→ Exercise instructions: Where a line below holds the string "self", copy that line.

Records from a data source:
━━━━━━━━━━

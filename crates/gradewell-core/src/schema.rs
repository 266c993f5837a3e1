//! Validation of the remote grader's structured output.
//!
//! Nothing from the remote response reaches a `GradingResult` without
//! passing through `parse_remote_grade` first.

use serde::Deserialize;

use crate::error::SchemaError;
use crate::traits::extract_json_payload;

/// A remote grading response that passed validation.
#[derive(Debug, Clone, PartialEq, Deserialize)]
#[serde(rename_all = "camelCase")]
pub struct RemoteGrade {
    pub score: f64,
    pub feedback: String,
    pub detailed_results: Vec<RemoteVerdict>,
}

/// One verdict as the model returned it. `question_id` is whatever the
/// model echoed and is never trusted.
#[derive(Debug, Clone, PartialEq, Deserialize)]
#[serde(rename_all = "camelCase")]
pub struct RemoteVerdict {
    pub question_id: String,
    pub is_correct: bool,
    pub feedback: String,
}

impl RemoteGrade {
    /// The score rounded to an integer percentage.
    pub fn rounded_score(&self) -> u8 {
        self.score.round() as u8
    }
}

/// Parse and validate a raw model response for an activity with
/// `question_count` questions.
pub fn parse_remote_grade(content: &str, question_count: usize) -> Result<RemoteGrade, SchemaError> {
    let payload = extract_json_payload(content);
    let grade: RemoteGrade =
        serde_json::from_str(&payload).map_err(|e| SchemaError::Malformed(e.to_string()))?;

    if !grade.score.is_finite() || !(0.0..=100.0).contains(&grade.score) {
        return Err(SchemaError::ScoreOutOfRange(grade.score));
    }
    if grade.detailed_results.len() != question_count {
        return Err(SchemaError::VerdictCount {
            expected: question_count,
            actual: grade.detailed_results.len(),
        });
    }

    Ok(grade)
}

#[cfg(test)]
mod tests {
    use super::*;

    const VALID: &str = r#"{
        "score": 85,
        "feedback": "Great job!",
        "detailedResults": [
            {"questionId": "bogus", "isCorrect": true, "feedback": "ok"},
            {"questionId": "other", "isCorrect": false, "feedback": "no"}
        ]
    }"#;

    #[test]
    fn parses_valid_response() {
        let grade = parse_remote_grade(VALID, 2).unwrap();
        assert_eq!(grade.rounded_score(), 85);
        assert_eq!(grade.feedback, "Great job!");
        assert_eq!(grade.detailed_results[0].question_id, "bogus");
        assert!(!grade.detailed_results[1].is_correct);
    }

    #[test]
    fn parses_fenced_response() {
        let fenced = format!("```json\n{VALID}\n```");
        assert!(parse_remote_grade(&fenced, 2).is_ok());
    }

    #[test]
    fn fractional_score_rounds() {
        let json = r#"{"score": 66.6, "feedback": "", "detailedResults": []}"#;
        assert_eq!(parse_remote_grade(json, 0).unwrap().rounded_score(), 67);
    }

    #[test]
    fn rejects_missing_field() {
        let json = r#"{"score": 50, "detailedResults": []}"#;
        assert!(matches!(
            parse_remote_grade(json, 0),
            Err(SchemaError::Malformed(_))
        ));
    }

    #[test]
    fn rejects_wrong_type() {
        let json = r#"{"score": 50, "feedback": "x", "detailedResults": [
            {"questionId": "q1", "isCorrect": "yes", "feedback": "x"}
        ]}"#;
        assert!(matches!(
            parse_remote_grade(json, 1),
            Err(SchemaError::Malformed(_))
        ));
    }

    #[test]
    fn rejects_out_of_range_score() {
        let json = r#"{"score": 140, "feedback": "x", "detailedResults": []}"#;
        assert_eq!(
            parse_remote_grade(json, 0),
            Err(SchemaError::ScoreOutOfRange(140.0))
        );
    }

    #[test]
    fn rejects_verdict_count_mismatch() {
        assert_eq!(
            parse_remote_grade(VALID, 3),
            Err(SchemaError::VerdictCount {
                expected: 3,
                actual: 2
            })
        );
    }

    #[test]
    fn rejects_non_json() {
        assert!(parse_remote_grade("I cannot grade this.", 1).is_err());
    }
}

━━━━━━━━━━

→ Solved exercise:
    pub fn rounded_score(&self) -> u8 {
        self.score.round() as u8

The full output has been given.